LA Officials Push To Cut Police Budget By Up To $150M After Riots

Los Angeles Mayor Eric Garcetti announced on Wednesday that city officials are planning to cut the police department’s budget by $100-$150 million.
Garcetti’s announcement comes after violent riots have ravaged the city’s businesses and residents. The mayor called in the National Guard to help curb the unrest that has overwhelmed the city’s law enforcement.
The mayor said the cuts to the police department will be replicated across other departments as the city redirects roughly $250 million from its budget to invest in “communities of color and women and people who have been left behind.” The Los Angeles Police Department’s total annual budget is $1.86 billion, according to the Los Angeles Times.
The cuts will hit “every department, including the Police Department because we all have to be part of this solution together. We all have to step up and say, ‘What can we sacrifice?’” the mayor said.
Shortly after Garcetti’s announcement, three Los Angeles City Council members introduced legislation to cut funding from the LAPD’s 2020-21 budget.
Protesters began marching last week over the death of George Floyd, a black man who died in police custody in Minneapolis on May 25. The protests have been overshadowed by violent rioters that have wrecked stores, attacked police, and stolen with impunity.
Garcetti has drifted some in his response to the riots. Soon after saying National Guard units would not be necessary, Garcetti called on Gov. Gavin Newsom to send in the National Guard on May 31 and imposed a city-wide curfew to stop the violence and restore order.

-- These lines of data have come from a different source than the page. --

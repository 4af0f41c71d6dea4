//! Tree diff: restrict a target document to the nodes that match, or
//! mismatch, the corresponding nodes of a source document.
//!
//! The walk is depth-first over the target and builds a new tree; neither
//! input is modified. A target node whose source counterpart is absent or
//! of a different kind is a whole-subtree mismatch. Arrays are compared
//! element by element but reported whole: an array appears in the
//! intersection only if every element matches, and in the diff otherwise.

use lingo_types::{Entries, NodeKind};
use serde::{Deserialize, Serialize};
use serde_json::Value;

/// Which side of the comparison to keep.
#[derive(Clone, Copy, Debug, PartialEq, Eq, Serialize, Deserialize)]
#[serde(rename_all = "lowercase")]
pub enum DiffMode {
    /// Keep the target nodes that match the source.
    Intersection,
    /// Keep the target nodes that do not match the source.
    Diff,
}

/// Compute the matching or mismatching sub-tree of `target`.
///
/// `leaf_predicate(target_leaf, source_leaf)` decides whether two leaves
/// of the same kind match. Returns `None` when the result is empty: in
/// `Diff` mode a fully matching subtree collapses away entirely rather than
/// leaving an empty object behind.
pub fn tree_diff<P>(source: &Value, target: &Value, mode: DiffMode, leaf_predicate: &P) -> Option<Value>
where
    P: Fn(&Value, &Value) -> bool + ?Sized,
{
    walk(Some(source), target, mode, leaf_predicate)
}

fn walk<P>(source: Option<&Value>, target: &Value, mode: DiffMode, pred: &P) -> Option<Value>
where
    P: Fn(&Value, &Value) -> bool + ?Sized,
{
    match (source, target) {
        (Some(Value::Object(src)), Value::Object(tgt)) => {
            let kept: Entries = tgt
                .iter()
                .filter_map(|(key, tv)| {
                    walk(src.get(key), tv, mode, pred).map(|child| (key.clone(), child))
                })
                .collect();
            let keep = match mode {
                DiffMode::Intersection => !kept.is_empty() || tgt.is_empty(),
                DiffMode::Diff => !kept.is_empty(),
            };
            keep.then_some(Value::Object(kept))
        }
        (Some(Value::Array(src)), Value::Array(tgt)) => {
            let all_match = tgt
                .iter()
                .enumerate()
                .all(|(i, tv)| walk(src.get(i), tv, DiffMode::Diff, pred).is_none());
            select(mode, all_match, target)
        }
        (Some(src), tgt) if NodeKind::of(src) == NodeKind::of(tgt) => {
            select(mode, pred(tgt, src), target)
        }
        _ => select(mode, false, target),
    }
}

fn select(mode: DiffMode, matched: bool, target: &Value) -> Option<Value> {
    let keep = match mode {
        DiffMode::Intersection => matched,
        DiffMode::Diff => !matched,
    };
    keep.then(|| target.clone())
}
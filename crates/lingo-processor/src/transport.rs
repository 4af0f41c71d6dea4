//! Interfaces to the external text generator.
//!
//! The concrete client (transport, authentication, rate limiting) lives
//! outside this workspace. It declares how long a prompt may be and how
//! long callers should wait between calls; the interval is advisory and is
//! not enforced by the pipeline.

use std::time::Duration;

use async_trait::async_trait;
use lingo_types::Message;
use thiserror::Error;

/// Errors raised by a text generator.
#[derive(Clone, Debug, Error, PartialEq, Eq)]
pub enum TransportError {
    #[error("request failed: {0}")]
    Request(String),

    #[error("request timed out after {0:?}")]
    Timeout(Duration),

    #[error("generator returned an empty response")]
    EmptyResponse,
}

pub type TransportResult<T> = Result<T, TransportError>;

/// A generator that continues a conversation.
#[async_trait]
pub trait ChatTransport: Send + Sync {
    /// Maximum prompt length, in characters.
    fn max_prompt_length(&self) -> usize;

    /// Minimum delay callers should leave between calls.
    fn min_call_interval(&self) -> Duration {
        Duration::ZERO
    }

    /// Send `conversation` and return the newly generated messages. The
    /// last returned message carries the reply text.
    async fn complete(&self, conversation: &[Message]) -> TransportResult<Vec<Message>>;
}

/// A generator that maps a single prompt to a single reply.
#[async_trait]
pub trait TextTransport: Send + Sync {
    /// Maximum prompt length, in characters.
    fn max_prompt_length(&self) -> usize;

    /// Minimum delay callers should leave between calls.
    fn min_call_interval(&self) -> Duration {
        Duration::ZERO
    }

    /// Send `prompt` and return the generated text.
    async fn complete(&self, prompt: &str) -> TransportResult<String>;
}
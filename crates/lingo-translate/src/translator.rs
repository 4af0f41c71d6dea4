use async_trait::async_trait;
use lingo_types::Document;

use crate::error::{TranslateError, TranslateResult};

/// Translates every value of a document, keeping its structure.
#[async_trait]
pub trait Translator: Send + Sync {
    async fn translate(
        &self,
        document: &Document,
        from_lang: &str,
        to_lang: &str,
    ) -> TranslateResult<Document>;
}

/// Reject blank language codes before any work starts.
pub(crate) fn check_languages(from_lang: &str, to_lang: &str) -> TranslateResult<()> {
    for lang in [from_lang, to_lang] {
        if lang.trim().is_empty() {
            return Err(TranslateError::InvalidLanguage(lang.to_owned()));
        }
    }
    Ok(())
}
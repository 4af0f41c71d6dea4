use lingo_translate::TranslateError;
use thiserror::Error;

#[derive(Debug, Error)]
pub enum SyncError {
    #[error("invalid {0} document: expected a JSON object")]
    InvalidDocument(&'static str),

    #[error("translation failed: {0}")]
    Translate(#[from] TranslateError),
}

pub type SyncResult<T> = Result<T, SyncError>;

The increased police presence appears to have curbed much of the violence as officers arrested hundreds of people for violating curfew, stealing, or attacking officers and others, per the Los Angeles Times. At least 60 people are now facing charges.
On Monday, Garcetti and Los Angeles police chief Michel Moore gave a virtual press conference in which Moore said that looters were “as much” responsible for Floyd’s death as the Minneapolis police officers who arrested him. The statement sparked strong blowback, and Garcetti apologized for Moore’s statement later on Twitter.
“The responsibility for George Floyd’s death rests solely with the police officers involved. Chief Moore regrets the words he chose this evening and has clarified them,” Garcetti said.
The responsibility for George Floyd’s death rests solely with the police officers involved. Chief Moore regrets the words he chose this evening and has clarified them.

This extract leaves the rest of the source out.